- **STUDY MATERIAL**

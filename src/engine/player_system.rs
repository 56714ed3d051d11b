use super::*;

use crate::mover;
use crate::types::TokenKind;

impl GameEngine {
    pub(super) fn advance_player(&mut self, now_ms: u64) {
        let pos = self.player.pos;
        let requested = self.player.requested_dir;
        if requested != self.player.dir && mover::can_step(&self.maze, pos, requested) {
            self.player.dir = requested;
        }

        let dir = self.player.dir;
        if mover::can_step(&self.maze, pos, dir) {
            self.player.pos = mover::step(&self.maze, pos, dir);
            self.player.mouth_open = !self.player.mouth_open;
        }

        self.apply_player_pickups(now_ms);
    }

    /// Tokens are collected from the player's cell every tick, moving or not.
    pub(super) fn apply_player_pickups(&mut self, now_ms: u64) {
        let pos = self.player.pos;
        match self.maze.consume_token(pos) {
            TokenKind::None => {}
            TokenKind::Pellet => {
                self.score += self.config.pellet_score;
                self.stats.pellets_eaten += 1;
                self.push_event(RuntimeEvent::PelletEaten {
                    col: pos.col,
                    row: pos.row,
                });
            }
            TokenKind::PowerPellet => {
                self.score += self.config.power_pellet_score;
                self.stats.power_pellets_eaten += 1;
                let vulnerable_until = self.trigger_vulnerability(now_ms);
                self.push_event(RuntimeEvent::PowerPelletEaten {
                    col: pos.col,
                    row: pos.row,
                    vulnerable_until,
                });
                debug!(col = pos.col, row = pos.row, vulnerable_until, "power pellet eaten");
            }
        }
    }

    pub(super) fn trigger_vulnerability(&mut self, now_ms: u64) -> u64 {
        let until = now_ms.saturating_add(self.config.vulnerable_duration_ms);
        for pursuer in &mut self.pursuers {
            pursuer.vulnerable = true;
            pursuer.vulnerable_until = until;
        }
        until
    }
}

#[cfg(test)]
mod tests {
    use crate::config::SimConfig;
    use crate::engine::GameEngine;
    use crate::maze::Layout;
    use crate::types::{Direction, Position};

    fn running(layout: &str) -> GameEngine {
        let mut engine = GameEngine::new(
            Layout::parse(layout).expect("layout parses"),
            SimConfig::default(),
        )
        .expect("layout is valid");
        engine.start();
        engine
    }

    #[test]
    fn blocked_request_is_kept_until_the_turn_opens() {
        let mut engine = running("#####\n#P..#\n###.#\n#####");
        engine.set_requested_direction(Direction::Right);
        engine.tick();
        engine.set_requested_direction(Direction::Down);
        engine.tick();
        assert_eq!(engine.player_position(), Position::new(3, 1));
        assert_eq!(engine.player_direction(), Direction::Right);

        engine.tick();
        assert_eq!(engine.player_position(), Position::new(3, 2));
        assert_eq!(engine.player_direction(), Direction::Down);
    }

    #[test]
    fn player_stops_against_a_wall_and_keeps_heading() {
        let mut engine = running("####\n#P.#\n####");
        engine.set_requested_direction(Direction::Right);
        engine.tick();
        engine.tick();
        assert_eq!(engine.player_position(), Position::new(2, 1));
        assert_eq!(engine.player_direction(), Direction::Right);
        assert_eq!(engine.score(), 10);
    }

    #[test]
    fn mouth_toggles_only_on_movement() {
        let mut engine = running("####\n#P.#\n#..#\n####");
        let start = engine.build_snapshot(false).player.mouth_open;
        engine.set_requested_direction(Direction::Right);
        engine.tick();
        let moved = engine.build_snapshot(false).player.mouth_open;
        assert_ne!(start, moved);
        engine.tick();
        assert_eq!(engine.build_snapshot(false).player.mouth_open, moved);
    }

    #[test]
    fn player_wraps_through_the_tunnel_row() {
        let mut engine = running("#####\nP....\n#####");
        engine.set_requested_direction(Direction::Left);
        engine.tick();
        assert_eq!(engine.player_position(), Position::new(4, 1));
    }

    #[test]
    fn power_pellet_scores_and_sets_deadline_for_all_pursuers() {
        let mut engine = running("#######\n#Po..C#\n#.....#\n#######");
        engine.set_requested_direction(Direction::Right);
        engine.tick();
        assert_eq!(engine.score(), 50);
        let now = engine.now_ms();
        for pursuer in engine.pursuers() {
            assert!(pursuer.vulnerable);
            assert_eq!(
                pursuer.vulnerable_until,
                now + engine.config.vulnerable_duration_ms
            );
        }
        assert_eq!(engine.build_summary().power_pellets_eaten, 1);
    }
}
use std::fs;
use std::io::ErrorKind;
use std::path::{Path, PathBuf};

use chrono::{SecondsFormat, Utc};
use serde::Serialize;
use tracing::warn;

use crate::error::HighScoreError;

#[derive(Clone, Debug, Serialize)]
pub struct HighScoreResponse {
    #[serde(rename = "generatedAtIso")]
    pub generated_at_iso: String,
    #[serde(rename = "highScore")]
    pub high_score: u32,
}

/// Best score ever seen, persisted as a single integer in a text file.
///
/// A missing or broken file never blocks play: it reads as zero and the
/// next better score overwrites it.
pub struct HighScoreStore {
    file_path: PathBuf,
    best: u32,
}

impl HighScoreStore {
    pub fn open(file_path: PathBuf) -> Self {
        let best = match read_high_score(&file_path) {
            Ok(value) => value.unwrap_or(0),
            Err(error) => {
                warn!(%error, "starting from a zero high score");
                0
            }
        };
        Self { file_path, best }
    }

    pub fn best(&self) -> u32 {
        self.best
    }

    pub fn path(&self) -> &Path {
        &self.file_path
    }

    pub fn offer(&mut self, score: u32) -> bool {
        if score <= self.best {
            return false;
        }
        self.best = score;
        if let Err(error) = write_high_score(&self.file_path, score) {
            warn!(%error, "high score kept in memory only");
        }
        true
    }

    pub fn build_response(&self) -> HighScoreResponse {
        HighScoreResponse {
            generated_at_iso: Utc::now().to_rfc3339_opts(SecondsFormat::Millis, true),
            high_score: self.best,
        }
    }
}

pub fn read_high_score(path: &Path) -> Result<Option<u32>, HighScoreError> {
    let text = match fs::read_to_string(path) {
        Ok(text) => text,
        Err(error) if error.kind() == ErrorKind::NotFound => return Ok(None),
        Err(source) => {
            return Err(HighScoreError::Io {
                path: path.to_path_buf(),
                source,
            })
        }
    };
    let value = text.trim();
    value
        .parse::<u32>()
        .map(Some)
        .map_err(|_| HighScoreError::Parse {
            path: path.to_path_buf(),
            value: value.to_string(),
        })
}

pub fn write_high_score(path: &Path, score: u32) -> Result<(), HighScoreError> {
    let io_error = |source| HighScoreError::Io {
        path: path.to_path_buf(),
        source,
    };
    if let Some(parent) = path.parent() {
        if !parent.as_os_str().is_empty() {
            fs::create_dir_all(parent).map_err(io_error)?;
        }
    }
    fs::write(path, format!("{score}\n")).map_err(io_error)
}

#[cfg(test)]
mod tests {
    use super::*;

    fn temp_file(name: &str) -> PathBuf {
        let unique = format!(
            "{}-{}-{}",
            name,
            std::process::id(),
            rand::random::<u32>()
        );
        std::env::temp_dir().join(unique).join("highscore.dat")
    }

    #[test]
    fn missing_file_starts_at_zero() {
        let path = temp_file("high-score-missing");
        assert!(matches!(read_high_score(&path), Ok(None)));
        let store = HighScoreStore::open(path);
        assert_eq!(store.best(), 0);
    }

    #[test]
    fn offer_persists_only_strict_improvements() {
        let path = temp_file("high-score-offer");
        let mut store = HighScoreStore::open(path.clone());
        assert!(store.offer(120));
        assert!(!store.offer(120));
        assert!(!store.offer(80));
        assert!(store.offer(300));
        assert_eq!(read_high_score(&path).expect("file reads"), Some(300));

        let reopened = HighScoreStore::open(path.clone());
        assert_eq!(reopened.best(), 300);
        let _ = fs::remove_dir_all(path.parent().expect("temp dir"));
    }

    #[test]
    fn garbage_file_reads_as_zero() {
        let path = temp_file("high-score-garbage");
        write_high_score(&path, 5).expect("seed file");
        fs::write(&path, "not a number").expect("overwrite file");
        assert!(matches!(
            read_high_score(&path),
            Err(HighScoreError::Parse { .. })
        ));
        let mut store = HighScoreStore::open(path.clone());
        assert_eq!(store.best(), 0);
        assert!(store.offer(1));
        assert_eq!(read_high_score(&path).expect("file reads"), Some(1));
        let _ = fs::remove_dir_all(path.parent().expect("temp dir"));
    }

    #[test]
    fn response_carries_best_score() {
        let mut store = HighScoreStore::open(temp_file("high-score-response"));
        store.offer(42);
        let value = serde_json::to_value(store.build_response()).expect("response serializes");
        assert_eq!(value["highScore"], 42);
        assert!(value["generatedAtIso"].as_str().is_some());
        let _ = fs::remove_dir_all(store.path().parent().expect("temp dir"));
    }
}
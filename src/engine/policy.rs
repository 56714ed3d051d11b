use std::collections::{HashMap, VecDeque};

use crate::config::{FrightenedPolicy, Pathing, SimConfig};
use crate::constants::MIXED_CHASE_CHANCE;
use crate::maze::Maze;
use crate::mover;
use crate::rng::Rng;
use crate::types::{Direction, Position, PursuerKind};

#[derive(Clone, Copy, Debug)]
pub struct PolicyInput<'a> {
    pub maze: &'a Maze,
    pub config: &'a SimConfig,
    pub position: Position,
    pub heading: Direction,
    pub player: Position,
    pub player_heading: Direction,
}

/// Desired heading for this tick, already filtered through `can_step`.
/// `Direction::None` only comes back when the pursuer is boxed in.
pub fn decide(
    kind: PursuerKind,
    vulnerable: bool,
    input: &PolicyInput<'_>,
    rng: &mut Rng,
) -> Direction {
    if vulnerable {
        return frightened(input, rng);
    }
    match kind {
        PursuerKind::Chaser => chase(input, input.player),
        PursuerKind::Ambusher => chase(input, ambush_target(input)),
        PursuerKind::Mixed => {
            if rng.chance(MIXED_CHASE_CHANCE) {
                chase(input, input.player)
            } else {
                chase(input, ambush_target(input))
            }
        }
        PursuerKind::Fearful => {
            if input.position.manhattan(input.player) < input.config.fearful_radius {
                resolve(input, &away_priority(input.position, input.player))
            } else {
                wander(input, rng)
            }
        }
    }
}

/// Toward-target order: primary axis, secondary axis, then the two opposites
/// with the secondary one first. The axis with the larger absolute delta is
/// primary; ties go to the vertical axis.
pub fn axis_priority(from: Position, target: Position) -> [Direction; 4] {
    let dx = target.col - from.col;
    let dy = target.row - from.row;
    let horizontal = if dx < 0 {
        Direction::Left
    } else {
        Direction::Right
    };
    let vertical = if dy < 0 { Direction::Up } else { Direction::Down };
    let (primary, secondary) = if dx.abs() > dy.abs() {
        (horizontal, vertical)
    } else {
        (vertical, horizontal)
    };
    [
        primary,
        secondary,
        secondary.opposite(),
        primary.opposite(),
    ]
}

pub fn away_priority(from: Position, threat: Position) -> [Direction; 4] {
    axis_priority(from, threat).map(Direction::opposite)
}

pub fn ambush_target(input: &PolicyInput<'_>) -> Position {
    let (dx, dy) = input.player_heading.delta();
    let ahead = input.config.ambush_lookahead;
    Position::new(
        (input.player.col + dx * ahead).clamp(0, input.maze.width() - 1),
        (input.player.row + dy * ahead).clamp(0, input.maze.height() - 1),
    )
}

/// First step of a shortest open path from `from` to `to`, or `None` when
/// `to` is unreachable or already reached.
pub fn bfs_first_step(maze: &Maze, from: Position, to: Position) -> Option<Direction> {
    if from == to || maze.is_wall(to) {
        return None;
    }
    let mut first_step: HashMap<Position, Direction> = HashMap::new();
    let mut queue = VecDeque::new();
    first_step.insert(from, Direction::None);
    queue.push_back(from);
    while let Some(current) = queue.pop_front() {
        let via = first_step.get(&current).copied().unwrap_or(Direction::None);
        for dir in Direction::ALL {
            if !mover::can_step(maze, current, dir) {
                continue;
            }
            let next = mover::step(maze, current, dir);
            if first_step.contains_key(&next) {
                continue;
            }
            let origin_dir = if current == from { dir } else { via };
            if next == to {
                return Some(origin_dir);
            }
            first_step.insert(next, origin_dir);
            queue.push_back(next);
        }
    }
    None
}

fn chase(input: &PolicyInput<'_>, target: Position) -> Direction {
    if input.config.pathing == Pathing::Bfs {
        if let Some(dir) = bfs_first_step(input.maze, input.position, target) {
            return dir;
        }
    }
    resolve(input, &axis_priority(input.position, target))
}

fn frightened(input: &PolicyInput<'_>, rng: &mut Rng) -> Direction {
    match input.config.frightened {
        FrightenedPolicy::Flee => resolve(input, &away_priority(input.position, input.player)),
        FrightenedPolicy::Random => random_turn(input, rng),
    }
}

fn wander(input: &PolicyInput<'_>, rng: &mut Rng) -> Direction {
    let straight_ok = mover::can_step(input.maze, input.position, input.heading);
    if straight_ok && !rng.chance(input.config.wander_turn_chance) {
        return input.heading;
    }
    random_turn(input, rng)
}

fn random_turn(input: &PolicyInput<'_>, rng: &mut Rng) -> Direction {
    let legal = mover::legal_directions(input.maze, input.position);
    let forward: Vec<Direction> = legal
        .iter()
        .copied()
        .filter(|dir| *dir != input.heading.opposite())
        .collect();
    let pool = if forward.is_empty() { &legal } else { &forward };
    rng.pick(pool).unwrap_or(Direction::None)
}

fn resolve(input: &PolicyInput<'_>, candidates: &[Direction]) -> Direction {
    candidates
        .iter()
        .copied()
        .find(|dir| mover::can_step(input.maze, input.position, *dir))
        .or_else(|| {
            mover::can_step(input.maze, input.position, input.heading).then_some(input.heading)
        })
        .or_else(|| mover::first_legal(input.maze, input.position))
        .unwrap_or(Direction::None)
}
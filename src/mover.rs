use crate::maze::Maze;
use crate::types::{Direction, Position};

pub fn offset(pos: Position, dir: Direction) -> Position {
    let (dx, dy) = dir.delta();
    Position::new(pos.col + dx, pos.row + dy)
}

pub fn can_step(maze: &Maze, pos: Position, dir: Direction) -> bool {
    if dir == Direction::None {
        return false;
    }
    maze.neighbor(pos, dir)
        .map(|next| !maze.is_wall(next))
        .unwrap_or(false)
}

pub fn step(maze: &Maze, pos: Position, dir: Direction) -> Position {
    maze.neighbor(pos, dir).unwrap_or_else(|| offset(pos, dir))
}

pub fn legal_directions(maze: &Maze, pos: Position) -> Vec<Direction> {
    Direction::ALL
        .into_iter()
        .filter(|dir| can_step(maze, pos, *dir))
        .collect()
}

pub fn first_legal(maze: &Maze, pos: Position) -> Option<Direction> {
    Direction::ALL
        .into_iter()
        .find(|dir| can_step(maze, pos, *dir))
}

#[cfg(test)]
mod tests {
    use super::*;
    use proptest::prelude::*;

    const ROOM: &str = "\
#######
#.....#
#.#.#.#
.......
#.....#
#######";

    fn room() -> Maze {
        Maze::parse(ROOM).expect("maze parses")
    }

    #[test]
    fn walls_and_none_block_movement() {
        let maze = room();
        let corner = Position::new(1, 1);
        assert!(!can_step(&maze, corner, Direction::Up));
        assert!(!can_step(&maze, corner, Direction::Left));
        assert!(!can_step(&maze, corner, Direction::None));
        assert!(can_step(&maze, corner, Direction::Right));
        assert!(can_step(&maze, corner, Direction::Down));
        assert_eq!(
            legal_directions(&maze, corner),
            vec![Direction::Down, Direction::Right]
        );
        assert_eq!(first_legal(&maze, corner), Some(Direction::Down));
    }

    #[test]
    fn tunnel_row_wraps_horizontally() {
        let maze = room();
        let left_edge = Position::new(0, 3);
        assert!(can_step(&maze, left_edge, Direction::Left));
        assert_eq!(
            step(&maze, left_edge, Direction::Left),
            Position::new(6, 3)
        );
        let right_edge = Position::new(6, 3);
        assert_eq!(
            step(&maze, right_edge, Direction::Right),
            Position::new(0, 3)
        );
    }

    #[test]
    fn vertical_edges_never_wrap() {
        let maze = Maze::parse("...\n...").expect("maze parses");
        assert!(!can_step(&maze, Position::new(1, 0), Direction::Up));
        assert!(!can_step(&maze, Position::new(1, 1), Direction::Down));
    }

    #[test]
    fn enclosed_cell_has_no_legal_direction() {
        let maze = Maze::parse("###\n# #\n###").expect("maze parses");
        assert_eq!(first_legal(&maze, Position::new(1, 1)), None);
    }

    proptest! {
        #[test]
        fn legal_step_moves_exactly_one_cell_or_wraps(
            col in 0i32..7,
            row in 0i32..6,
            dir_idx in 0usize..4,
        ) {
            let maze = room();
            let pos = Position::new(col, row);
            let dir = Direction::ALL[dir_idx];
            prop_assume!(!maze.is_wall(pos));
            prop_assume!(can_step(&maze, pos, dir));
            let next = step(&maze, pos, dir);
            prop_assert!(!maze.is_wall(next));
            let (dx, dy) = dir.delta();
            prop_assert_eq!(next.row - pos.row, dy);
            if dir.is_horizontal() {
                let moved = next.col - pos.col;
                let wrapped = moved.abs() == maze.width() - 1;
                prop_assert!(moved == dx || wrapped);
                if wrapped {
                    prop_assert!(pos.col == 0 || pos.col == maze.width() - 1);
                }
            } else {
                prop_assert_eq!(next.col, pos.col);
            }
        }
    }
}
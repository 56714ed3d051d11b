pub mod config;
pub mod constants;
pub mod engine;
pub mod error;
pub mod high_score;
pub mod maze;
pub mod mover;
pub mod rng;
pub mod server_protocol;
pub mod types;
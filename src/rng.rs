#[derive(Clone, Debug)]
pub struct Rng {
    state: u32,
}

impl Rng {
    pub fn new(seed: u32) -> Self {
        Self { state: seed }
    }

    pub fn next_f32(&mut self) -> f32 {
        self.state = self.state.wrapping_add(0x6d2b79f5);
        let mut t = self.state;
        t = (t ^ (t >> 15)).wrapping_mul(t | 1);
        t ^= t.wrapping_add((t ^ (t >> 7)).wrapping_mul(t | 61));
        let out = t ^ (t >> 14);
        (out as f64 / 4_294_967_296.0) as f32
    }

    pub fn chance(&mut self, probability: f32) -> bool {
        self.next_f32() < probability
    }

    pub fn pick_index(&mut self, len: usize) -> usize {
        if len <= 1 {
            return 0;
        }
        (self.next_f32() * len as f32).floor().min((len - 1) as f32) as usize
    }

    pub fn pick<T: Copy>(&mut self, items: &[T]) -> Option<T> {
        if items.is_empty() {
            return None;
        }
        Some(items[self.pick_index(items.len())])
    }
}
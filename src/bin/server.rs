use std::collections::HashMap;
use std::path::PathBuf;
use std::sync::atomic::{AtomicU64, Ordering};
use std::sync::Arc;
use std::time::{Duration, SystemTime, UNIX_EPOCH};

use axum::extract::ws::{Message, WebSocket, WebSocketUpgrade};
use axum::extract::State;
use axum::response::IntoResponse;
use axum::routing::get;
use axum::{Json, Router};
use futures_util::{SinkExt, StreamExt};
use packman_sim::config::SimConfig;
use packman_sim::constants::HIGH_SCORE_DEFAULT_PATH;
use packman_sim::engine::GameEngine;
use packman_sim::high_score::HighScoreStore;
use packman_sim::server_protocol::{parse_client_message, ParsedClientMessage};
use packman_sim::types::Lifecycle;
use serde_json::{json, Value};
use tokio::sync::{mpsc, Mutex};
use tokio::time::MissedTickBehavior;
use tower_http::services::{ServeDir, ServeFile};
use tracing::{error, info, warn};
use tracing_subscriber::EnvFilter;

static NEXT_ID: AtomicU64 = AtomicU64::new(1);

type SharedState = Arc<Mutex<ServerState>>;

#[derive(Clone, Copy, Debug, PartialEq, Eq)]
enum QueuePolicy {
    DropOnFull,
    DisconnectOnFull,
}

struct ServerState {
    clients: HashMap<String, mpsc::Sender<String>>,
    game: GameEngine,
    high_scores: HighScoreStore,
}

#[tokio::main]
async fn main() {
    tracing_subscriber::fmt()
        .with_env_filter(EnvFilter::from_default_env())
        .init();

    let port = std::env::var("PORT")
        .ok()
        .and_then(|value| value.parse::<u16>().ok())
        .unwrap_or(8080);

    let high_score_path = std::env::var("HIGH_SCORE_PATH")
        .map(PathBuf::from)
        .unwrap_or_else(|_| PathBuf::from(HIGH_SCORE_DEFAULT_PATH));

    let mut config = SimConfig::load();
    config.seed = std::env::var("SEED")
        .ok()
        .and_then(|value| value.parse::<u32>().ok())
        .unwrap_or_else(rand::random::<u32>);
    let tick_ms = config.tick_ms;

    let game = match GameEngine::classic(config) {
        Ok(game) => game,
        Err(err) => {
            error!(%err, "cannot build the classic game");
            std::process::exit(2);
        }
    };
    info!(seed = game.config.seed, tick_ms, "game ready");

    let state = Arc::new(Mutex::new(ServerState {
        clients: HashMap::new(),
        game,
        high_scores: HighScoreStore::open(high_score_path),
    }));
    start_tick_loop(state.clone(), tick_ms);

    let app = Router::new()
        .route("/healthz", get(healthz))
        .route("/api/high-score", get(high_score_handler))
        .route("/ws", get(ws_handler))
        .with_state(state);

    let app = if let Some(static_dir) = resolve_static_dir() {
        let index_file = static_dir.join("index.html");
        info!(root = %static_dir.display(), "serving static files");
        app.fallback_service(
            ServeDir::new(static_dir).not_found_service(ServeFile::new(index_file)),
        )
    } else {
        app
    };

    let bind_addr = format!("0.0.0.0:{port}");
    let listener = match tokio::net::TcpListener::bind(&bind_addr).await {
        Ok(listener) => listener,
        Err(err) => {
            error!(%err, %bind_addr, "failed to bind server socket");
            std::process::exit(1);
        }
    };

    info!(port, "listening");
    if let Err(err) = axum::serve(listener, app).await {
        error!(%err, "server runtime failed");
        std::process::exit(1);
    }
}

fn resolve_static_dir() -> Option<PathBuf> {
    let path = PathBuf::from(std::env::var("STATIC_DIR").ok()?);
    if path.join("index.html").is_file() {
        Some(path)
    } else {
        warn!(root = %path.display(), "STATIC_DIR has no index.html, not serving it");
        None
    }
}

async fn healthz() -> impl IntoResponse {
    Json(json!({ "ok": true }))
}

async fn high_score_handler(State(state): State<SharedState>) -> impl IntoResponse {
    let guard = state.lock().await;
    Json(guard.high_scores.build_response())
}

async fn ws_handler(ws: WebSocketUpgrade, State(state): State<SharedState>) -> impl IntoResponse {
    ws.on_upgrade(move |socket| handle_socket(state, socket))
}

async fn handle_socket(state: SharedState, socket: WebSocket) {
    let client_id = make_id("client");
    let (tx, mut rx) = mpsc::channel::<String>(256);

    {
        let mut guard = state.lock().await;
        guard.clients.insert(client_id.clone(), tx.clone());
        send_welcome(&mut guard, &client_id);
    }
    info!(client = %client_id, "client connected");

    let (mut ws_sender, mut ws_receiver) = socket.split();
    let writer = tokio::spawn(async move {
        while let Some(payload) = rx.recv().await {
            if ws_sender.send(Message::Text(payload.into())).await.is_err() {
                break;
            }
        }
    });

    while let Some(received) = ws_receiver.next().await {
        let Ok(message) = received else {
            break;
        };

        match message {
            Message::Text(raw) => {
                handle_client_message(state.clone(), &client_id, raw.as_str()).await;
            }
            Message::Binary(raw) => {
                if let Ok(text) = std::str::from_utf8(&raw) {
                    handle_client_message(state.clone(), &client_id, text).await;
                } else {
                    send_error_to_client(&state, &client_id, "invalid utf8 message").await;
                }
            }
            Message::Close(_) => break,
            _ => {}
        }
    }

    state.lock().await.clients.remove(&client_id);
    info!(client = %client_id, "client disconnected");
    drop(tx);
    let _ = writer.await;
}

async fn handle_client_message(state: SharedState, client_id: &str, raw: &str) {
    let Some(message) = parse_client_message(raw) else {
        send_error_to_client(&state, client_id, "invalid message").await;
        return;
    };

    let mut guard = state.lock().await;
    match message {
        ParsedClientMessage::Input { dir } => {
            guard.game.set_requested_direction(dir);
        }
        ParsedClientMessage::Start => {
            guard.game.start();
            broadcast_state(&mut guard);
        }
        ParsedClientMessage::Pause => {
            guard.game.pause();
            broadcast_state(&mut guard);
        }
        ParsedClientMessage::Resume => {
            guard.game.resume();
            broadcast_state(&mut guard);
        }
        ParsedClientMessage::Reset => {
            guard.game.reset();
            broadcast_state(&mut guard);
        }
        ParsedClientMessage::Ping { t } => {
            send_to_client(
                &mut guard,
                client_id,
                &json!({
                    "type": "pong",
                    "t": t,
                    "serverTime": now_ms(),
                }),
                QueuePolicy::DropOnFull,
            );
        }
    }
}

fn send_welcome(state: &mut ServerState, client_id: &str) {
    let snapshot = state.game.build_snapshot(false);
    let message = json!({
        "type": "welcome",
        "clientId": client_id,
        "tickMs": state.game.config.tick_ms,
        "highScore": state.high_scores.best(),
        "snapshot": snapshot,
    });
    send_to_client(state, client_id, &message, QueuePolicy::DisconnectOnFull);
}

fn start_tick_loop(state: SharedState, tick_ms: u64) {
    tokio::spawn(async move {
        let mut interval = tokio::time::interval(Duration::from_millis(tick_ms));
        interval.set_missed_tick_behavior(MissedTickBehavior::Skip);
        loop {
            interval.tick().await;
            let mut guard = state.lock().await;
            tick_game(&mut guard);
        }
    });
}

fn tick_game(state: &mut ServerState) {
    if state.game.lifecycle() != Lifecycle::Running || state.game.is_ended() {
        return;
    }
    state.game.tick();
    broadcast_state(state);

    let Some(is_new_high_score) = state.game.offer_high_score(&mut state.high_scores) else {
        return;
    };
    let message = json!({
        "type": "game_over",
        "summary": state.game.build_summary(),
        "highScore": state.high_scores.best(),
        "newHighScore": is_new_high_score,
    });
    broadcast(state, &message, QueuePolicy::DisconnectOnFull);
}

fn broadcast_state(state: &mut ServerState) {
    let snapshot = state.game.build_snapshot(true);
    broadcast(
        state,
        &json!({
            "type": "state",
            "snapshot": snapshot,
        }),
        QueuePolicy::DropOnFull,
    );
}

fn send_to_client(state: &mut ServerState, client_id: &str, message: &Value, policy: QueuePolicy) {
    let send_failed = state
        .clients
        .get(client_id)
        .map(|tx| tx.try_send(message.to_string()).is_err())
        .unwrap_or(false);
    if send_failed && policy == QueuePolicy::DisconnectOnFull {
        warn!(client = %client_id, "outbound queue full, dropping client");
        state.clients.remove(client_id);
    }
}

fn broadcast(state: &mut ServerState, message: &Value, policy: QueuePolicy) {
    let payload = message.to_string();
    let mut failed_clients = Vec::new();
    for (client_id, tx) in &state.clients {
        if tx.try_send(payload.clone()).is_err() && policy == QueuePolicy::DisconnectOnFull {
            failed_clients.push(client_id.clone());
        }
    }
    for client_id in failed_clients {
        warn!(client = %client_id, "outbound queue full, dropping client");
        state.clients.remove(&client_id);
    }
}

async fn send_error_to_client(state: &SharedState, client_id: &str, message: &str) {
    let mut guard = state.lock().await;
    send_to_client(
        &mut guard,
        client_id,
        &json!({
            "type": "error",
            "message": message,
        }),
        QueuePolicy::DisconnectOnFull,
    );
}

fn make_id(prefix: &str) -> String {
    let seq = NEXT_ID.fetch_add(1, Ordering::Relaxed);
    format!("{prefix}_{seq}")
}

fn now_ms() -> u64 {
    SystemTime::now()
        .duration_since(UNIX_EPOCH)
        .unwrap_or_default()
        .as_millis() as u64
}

- **TASK PROMPT**
Each line in the material above that mentions the word "unique" must be copied.

- **RESPONSE AREA**
        let unique = format!(
        std::env::temp_dir().join(unique).join("highscore.dat")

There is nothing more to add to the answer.